Schedule for: 16w5140 - Models and Algorithms for Crowds and Networks

Beginning on Sunday, August 28 and ending Friday September 2, 2016

All times in Oaxaca, Mexico time, CDT (UTC-5).

Sunday, August 28
14:00 - 23:59 Check-in begins (Front desk at your assigned hotel)
19:00 - 21:00 Dinner (Restaurant Hotel Hacienda Los Laureles)
19:00 - 20:00 Informal gathering
A welcome drink will be served at the hotel.
(Hotel Hacienda Los Laureles)
Monday, August 29
07:30 - 09:00 Breakfast (Restaurant at your assigned hotel)
09:00 - 09:45 Welcome and Intros I (Conference Room San Felipe)
09:45 - 10:15 Jason Hartline: Auction Theory for Crowds
Auction theory governs the costly contributions of participants in crowd systems. For example, crowdsourcing contests and badge design have been modeled as all-pay auctions where payment equals effort and only some of the participants receive rewards. This talk will surveys recent results in the design of all-pay auctions for complex environments focusing on two recent results. The first result is on a data-driven approach for counterfactual estimation. It gives a method for estimating the performance of an all-pay auction from the equilibrium bids in another all-pay auction. The second result gives a design for nearly-optimal all-pay auctions in complex environments, such as the weighted set packing (a.k.a., single-minded combinatorial auction) environment.

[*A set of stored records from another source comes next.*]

/// Providers the factories know how to build.
pub const KNOWN_PROVIDERS: [&str; 2] = ["gemini", "ollama"];

/// Providers usable for embeddings (adds the offline hashing provider).
pub const KNOWN_EMBEDDING_PROVIDERS: [&str; 3] = ["gemini", "ollama", "mock"];

/// Main application configuration.
#[derive(Debug, Clone, Serialize, Deserialize)]
pub struct AppConfig {
    /// Path to the workspace root (contains .shelf/)
    pub workspace: PathBuf,

    /// Optional config file path
    pub config_file: Option<PathBuf>,

    /// LLM provider used for rewriting, reranking and answering
    pub provider: String,

    /// Default model identifier for the active provider
    pub model: String,

    /// API key override for the LLM provider
    pub api_key: Option<String>,

    /// Log level override
    pub log_level: Option<String>,

    /// Verbose mode (enables debug logging)
    pub verbose: bool,

    /// Disable colored output
    pub no_color: bool,

    /// LLM provider configurations
    pub llm: Option<LlmConfig>,

    /// Embedding settings
    pub embedding: EmbeddingSettings,

    /// Retrieval pipeline tuning
    pub retrieval: RetrievalSettings,

    /// Answer generation tuning
    pub answer: AnswerSettings,

    /// SQLite database location (relative paths resolve against the workspace)
    pub database_path: Option<PathBuf>,
}

/// LLM configuration from config.yaml.
#[derive(Debug, Clone, Serialize, Deserialize)]
pub struct LlmConfig {
    #[serde(rename = "activeProvider")]
    pub active_provider: String,

    #[serde(rename = "activeEmbeddingProvider")]
    pub active_embedding_provider: String,

    pub providers: HashMap<String, ProviderConfig>,
}

/// Provider-specific configuration.
#[derive(Debug, Clone, Serialize, Deserialize)]
#[serde(untagged)]
pub enum ProviderConfig {
    Gemini {
        #[serde(rename = "apiKeyEnv")]
        api_key_env: String,
        model: String,
        #[serde(rename = "embeddingModel")]
        embedding_model: Option<String>,
        endpoint: Option<String>,
    },
    Ollama {
        endpoint: String,
        model: String,
        #[serde(rename = "embeddingModel")]
        embedding_model: Option<String>,
        timeout: Option<u64>,
    },
}

impl ProviderConfig {
    /// Completion model configured for this provider.
    pub fn model(&self) -> &str {
        match self {
            Self::Gemini { model, .. } | Self::Ollama { model, .. } => model,
        }
    }

    /// Embedding model configured for this provider, if any.
    pub fn embedding_model(&self) -> Option<&str> {
        match self {
            Self::Gemini {
                embedding_model, ..
            }
            | Self::Ollama {
                embedding_model, ..
            } => embedding_model.as_deref(),
        }
    }

    /// Custom endpoint, if any.
    pub fn endpoint(&self) -> Option<&str> {
        match self {
            Self::Gemini { endpoint, .. } => endpoint.as_deref(),
            Self::Ollama { endpoint, .. } => Some(endpoint.as_str()),
        }
    }
}

/// Embedding settings.
#[derive(Debug, Clone, Serialize, Deserialize, PartialEq)]
pub struct EmbeddingSettings {
    /// Provider name: "gemini", "ollama" or "mock"
    #[serde(default = "default_embedding_provider")]
    pub provider: String,

    /// Model identifier (provider-specific)
    #[serde(default = "default_embedding_model")]
    pub model: String,

    /// Embedding vector dimensions
    #[serde(default = "default_dimensions")]
    pub dimensions: usize,
}

fn default_embedding_provider() -> String {
    "ollama".to_string()
}

fn default_embedding_model() -> String {
    "nomic-embed-text".to_string()
}

fn default_dimensions() -> usize {
    768
}

impl Default for EmbeddingSettings {
    fn default() -> Self {
        Self {
            provider: default_embedding_provider(),
            model: default_embedding_model(),
            dimensions: default_dimensions(),
        }
    }
}

/// Retrieval pipeline tuning.
#[derive(Debug, Clone, Serialize, Deserialize, PartialEq)]
#[serde(rename_all = "camelCase")]
pub struct RetrievalSettings {
    /// Maximum number of rewritten query variants
    #[serde(default = "default_fan_out")]
    pub fan_out: usize,

    /// Nearest neighbours fetched per variant
    #[serde(default = "default_over_retrieve")]
    pub over_retrieve: usize,

    /// Records kept for the final context
    #[serde(default = "default_top_k")]
    pub top_k: usize,

    /// Above this many candidates reranking is skipped
    #[serde(default = "default_rerank_ceiling")]
    pub rerank_ceiling: usize,

    /// Concurrent rerank calls
    #[serde(default = "default_rerank_concurrency")]
    pub rerank_concurrency: usize,

    /// Overall retrieval deadline in milliseconds
    #[serde(default = "default_deadline_ms")]
    pub deadline_ms: u64,

    /// Optional query rules file (recency phrases, status and genre keywords)
    #[serde(default)]
    pub rules_file: Option<PathBuf>,
}

fn default_fan_out() -> usize {
    3
}

fn default_over_retrieve() -> usize {
    12
}

fn default_top_k() -> usize {
    4
}

fn default_rerank_ceiling() -> usize {
    12
}

fn default_rerank_concurrency() -> usize {
    6
}

fn default_deadline_ms() -> u64 {
    8_000
}

impl Default for RetrievalSettings {
    fn default() -> Self {
        Self {
            fan_out: default_fan_out(),
            over_retrieve: default_over_retrieve(),
            top_k: default_top_k(),
            rerank_ceiling: default_rerank_ceiling(),
            rerank_concurrency: default_rerank_concurrency(),
            deadline_ms: default_deadline_ms(),
            rules_file: None,
        }
    }
}

/// Answer generation tuning.
#[derive(Debug, Clone, Serialize, Deserialize, PartialEq)]
#[serde(rename_all = "camelCase")]
pub struct AnswerSettings {
    #[serde(default = "default_temperature")]
    pub temperature: f32,

    #[serde(default = "default_top_p")]
    pub top_p: f32,

    #[serde(default = "default_max_tokens")]
    pub max_tokens: u32,
}

fn default_temperature() -> f32 {
    0.6
}

fn default_top_p() -> f32 {
    0.9
}

fn default_max_tokens() -> u32 {
    450
}

impl Default for AnswerSettings {
    fn default() -> Self {
        Self {
            temperature: default_temperature(),
            top_p: default_top_p(),
            max_tokens: default_max_tokens(),
        }
    }
}

/// Full configuration file structure.
#[derive(Debug, Clone, Serialize, Deserialize)]
struct ConfigFile {
    llm: Option<LlmConfig>,
    embedding: Option<EmbeddingSettings>,
    retrieval: Option<RetrievalSettings>,
    answer: Option<AnswerSettings>,
    database: Option<DatabaseConfig>,
    workspace: Option<WorkspaceConfig>,
    logging: Option<LoggingConfig>,
}

#[derive(Debug, Clone, Serialize, Deserialize)]
struct DatabaseConfig {
    path: Option<String>,
}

(Conference Room San Felipe)
10:15 - 10:45 Lydia Chilton: and Michael Bernstein: Design, Crowds and Markets
If you were to design a crowdsourcing marketplace from scratch, how would you do it? Crowdsourcing marketplaces are computationally mediated, enabling a programmer to change everything from reputation feedback to worker collective action to task design. I will discuss best (and worst) practices in the human-centered design of crowdsourcing marketplaces. I base my reflections on my own experience leading 1,500 contributors from around the world in creating a new crowdsourcing marketplace.

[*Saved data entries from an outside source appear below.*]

//! Shelf management: catalog books and per-user shelf entries.
//!
//! Every save is announced to the registered observers, which is how the
//! embedding index stays in step with the shelf.

use crate::store::CatalogStore;
use crate::types::{Book, NewBook, ReadingStatus, ShelfEntry, ShelfStats, UserBook, UserId};
use chrono::Utc;
use shelf_core::{AppError, AppResult};
use std::sync::Arc;

/// Receives shelf save and removal notifications.
///
/// Observers must not fail the save that triggered them, so the methods
/// return nothing; implementations log their own errors.
#[async_trait::async_trait]
pub trait ShelfObserver: Send + Sync {
    async fn entry_saved(&self, entry: &ShelfEntry);

    async fn entry_removed(&self, user_id: UserId, user_book_id: i64);
}

/// Changes applied by [`Shelf::update_entry`]. `None` leaves a field as is.
#[derive(Debug, Clone, Default)]
pub struct EntryUpdate {
    pub status: Option<ReadingStatus>,
    /// `Some(None)` clears the rating
    pub rating: Option<Option<u8>>,
    pub notes: Option<String>,
}

/// Shelf service over a catalog store.
pub struct Shelf {
    catalog: Arc<dyn CatalogStore>,
    observers: Vec<Arc<dyn ShelfObserver>>,
}

impl Shelf {
    pub fn new(catalog: Arc<dyn CatalogStore>) -> Self {
        Self {
            catalog,
            observers: Vec::new(),
        }
    }

    /// Register an observer for save notifications.
    pub fn with_observer(mut self, observer: Arc<dyn ShelfObserver>) -> Self {
        self.observers.push(observer);
        self
    }

    /// Add a book to the catalog.
    pub fn add_book(&self, book: NewBook) -> AppResult<Book> {
        if book.title.trim().is_empty() || book.author.trim().is_empty() {
            return Err(AppError::Other(
                "Book title and author are required".to_string(),
            ));
        }

        let book = self.catalog.insert_book(&book)?;
        tracing::info!("Added book {} ({} by {})", book.id, book.title, book.author);
        Ok(book)
    }

    pub fn list_books(&self) -> AppResult<Vec<Book>> {
        self.catalog.list_books()
    }

    /// Catalog books whose title or author contains `query`. A blank query
    /// lists the whole catalog.
    pub fn search_books(&self, query: &str) -> AppResult<Vec<Book>> {
        let query = query.trim();
        if query.is_empty() {
            return self.list_books();
        }
        self.catalog.search_books(query)
    }

    /// Put a catalog book on the user's shelf.
    pub async fn add_to_shelf(
        &self,
        user_id: UserId,
        book_id: i64,
        status: Option<ReadingStatus>,
        rating: Option<u8>,
        notes: Option<String>,
    ) -> AppResult<ShelfEntry> {
        validate_rating(rating)?;

        let book = self
            .catalog
            .get_book(book_id)?
            .ok_or_else(|| AppError::NotFound(format!("Book {}", book_id)))?;

        if self.catalog.find_entry(user_id, book_id)?.is_some() {
            return Err(AppError::Other(format!(
                "Book {} is already on the shelf of user {}",
                book_id, user_id
            )));
        }

        let user_book = self.catalog.insert_entry(&UserBook {
            id: 0,
            user_id,
            book_id,
            status: status.unwrap_or_default(),
            rating,
            notes: notes.unwrap_or_default(),
            updated_at: Utc::now(),
        })?;

        let entry = ShelfEntry { user_book, book };
        tracing::info!(
            "User {} shelved book {} as {}",
            user_id,
            book_id,
            entry.user_book.status
        );

        self.notify_saved(&entry).await;
        Ok(entry)
    }

    /// Change status, rating or notes of a shelf entry.
    pub async fn update_entry(
        &self,
        user_id: UserId,
        user_book_id: i64,
        update: EntryUpdate,
    ) -> AppResult<ShelfEntry> {
        let mut entry = self.get_entry(user_id, user_book_id)?;

        if let Some(rating) = update.rating {
            validate_rating(rating)?;
            entry.user_book.rating = rating;
        }
        if let Some(status) = update.status {
            entry.user_book.status = status;
        }
        if let Some(notes) = update.notes {
            entry.user_book.notes = notes;
        }
        entry.user_book.updated_at = Utc::now();

        self.catalog.update_entry(&entry.user_book)?;
        tracing::info!("User {} updated shelf entry {}", user_id, user_book_id);

        self.notify_saved(&entry).await;
        Ok(entry)
    }

    /// Take an entry off the user's shelf.
    pub async fn remove_entry(&self, user_id: UserId, user_book_id: i64) -> AppResult<()> {
        if !self.catalog.delete_entry(user_id, user_book_id)? {
            return Err(AppError::NotFound(format!(
                "Shelf entry {} of user {}",
                user_book_id, user_id
            )));
        }

        tracing::info!("User {} removed shelf entry {}", user_id, user_book_id);
        for observer in &self.observers {
            observer.entry_removed(user_id, user_book_id).await;
        }
        Ok(())
    }

    pub fn get_entry(&self, user_id: UserId, user_book_id: i64) -> AppResult<ShelfEntry> {
        self.catalog
            .get_entry(user_id, user_book_id)?
            .ok_or_else(|| {
                AppError::NotFound(format!(
                    "Shelf entry {} of user {}",
                    user_book_id, user_id
                ))
            })
    }

    /// The user's entries, most recently updated first.
    pub fn list(&self, user_id: UserId, status: Option<ReadingStatus>) -> AppResult<Vec<ShelfEntry>> {
        self.catalog.list_entries(user_id, status)
    }

    /// Totals for the user's shelf.
    pub fn stats(&self, user_id: UserId) -> AppResult<ShelfStats> {
        let mut stats = self.catalog.shelf_stats(user_id)?;
        stats.average_rating = stats
            .average_rating
            .map(|average| (average * 10.0).round() / 10.0);
        Ok(stats)
    }

    async fn notify_saved(&self, entry: &ShelfEntry) {
        for observer in &self.observers {
            observer.entry_saved(entry).await;
        }
    }
}

fn validate_rating(rating: Option<u8>) -> AppResult<()> {
    match rating {
        Some(r) if !(1..=5).contains(&r) => Err(AppError::Other(format!(
            "Rating must be between 1 and 5, got {}",
            r
        ))),
        _ => Ok(()),
    }
}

(Conference Room San Felipe)
10:45 - 11:15 Coffee Break (Conference Room San Felipe)
11:15 - 11:45 Intros II (Conference Room San Felipe)
11:45 - 12:15 Ravi Kumar: Random Walks and Network Properties
A random walk is a natural way to explore a network. We will study the use of uniform random walks to estimate various properties such as the size of the network, average degree, number of triangles, etc. Less obvious random walks can also be designed to do other tasks such as uniformly generating a node or counting network motifs. However, our perspective is that one has to be careful in using random walks for applications.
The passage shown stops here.